Dhia Mahjoub, Principal Engineer, OpenDNS Research Labs
Bulletproof and anonymous hosting providers are key enabling factors of ransomware, phishing, and other cybercrime operations. Bulletproof hosters shield criminal content from abuse complaints and takedowns, whereas anonymous offshore hosters preserve privacy and free speech for their customers. Despite being conceptually different, the distinction between both classes tends to blur in practice. These hosters leverage multiple factors in their operations: the anonymity of the internet when establishing their businesses, heterogeneous laws and norms that exist in cross-border online spaces, and jurisdictions with little or no legislation to enforce laws against cyber criminals. Focusing threat intelligence efforts on these services and the actors that provide them is an important step to identifying and removing illegal and malicious content on the Internet. As an example, we choose The Netherlands, one of the world's top transit and hosting spaces, and through our research we bring together findings from the network and the field to shed light on criminal hosting in the Dutch IP space. This talk will be useful to threat analysts, security researchers, and law enforcement.

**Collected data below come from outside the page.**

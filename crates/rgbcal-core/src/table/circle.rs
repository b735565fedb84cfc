//! Calibration table layout: points, rings, and the full circle.

use serde::{Deserialize, Serialize};

use crate::color::Rgb;

/// Number of saturation rings in a circle.
pub const RING_COUNT: usize = 7;
/// Number of hue positions on each ring.
pub const POSITIONS_PER_RING: usize = 24;
/// Hue distance between two neighboring positions on a ring.
pub const HUE_STEP_DEGREES: f32 = 360.0 / POSITIONS_PER_RING as f32;

/// Brightness at which the "low" measurement was taken.
pub const LOW_BRIGHTNESS: f32 = 0.01;
/// Brightness at which the "high" measurement was taken.
pub const HIGH_BRIGHTNESS: f32 = 1.0;

/// Smallest 8-bit component of the colors each ring was measured with.
pub const RING_MIN_COMPONENTS: [u8; RING_COUNT] = [0, 35, 73, 109, 145, 181, 219];

/// Duty cycles measured for one (ring, hue position) grid cell.
///
/// `high` is not guaranteed to be above `low` on every channel; the
/// measurements carry noise.
#[derive(Debug, Clone, Copy, PartialEq, Serialize, Deserialize)]
pub struct CalibrationPoint {
    /// Duty cycles at [`LOW_BRIGHTNESS`].
    pub low: Rgb,
    /// Duty cycles at [`HIGH_BRIGHTNESS`].
    pub high: Rgb,
}

impl CalibrationPoint {
    pub const fn new(low: [f32; 3], high: [f32; 3]) -> Self {
        Self {
            low: Rgb::from_array(low),
            high: Rgb::from_array(high),
        }
    }

    /// Interpolate both measurements toward `other`.
    pub fn lerp(&self, other: &Self, t: f32) -> Self {
        Self {
            low: self.low.lerp(other.low, t),
            high: self.high.lerp(other.high, t),
        }
    }

    /// Duty cycles at `brightness`, linear between the two measurements.
    ///
    /// ```text
    /// out = low + (brightness − 0.01) × (high − low)
    /// ```
    ///
    /// Brightness outside `[0.01, 1.0]` extrapolates along the same line.
    pub fn at_brightness(&self, brightness: f32) -> Rgb {
        self.low.lerp(self.high, brightness - LOW_BRIGHTNESS)
    }

    fn channels(&self) -> impl Iterator<Item = f32> {
        self.low.to_array().into_iter().chain(self.high.to_array())
    }
}

/// The 24 hue positions of one saturation level, starting at 0°.
pub type Ring = [CalibrationPoint; POSITIONS_PER_RING];

/// The complete measured table: 7 rings of 24 points.
///
/// Immutable once built. Share it by reference; the mapper never copies it.
#[derive(Debug, Clone, PartialEq)]
pub struct CalibrationCircle {
    rings: [Ring; RING_COUNT],
}

impl CalibrationCircle {
    pub const fn from_rings(rings: [Ring; RING_COUNT]) -> Self {
        Self { rings }
    }

    /// The measured table shipped with the crate.
    pub fn builtin() -> &'static Self {
        &super::builtin::BEDSIDE_LAMP_2
    }

    pub fn rings(&self) -> &[Ring; RING_COUNT] {
        &self.rings
    }

    pub fn ring(&self, index: usize) -> Option<&Ring> {
        self.rings.get(index)
    }

    pub fn point(&self, ring: usize, position: usize) -> Option<&CalibrationPoint> {
        self.ring(ring).and_then(|r| r.get(position))
    }

    /// Grid lookup for indices already known to be in range.
    pub(crate) fn cell(&self, ring: usize, position: usize) -> &CalibrationPoint {
        &self.rings[ring][position]
    }

    /// Iterate every `(ring, position, point)` triple.
    pub fn points(&self) -> impl Iterator<Item = (usize, usize, &CalibrationPoint)> {
        self.rings.iter().enumerate().flat_map(|(r, ring)| {
            ring.iter()
                .enumerate()
                .map(move |(pos, point)| (r, pos, point))
        })
    }

    /// Every measured channel value, for bulk validation.
    pub(crate) fn values(&self) -> impl Iterator<Item = (usize, usize, f32)> {
        self.points()
            .flat_map(|(r, pos, point)| point.channels().map(move |v| (r, pos, v)))
    }
}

This is a joint work with Sarah Brown (Security Links/NATO).
Dhia Mahjoub is the Principal Engineer of OpenDNS Research Labs (now part of Cisco) with more than 10 years of technology research experience in network protocols, graph theory, sensor networks, and security. He builds large scale threat detection systems, leads research projects, and provides expert advice on strategic directions. Dhia holds a PhD in Computer Science from Southern Methodist University with a specialty in graph theory applied on Wireless Sensor Networks. He has presented at conferences worldwide including APWG eCrime, Botconf, Black Hat, Defcon, Virus Bulletin, ShmooCon, Kaspersky SAS, Infosecurity Europe, BruCon, Hack.lu, FloCon, and RSA.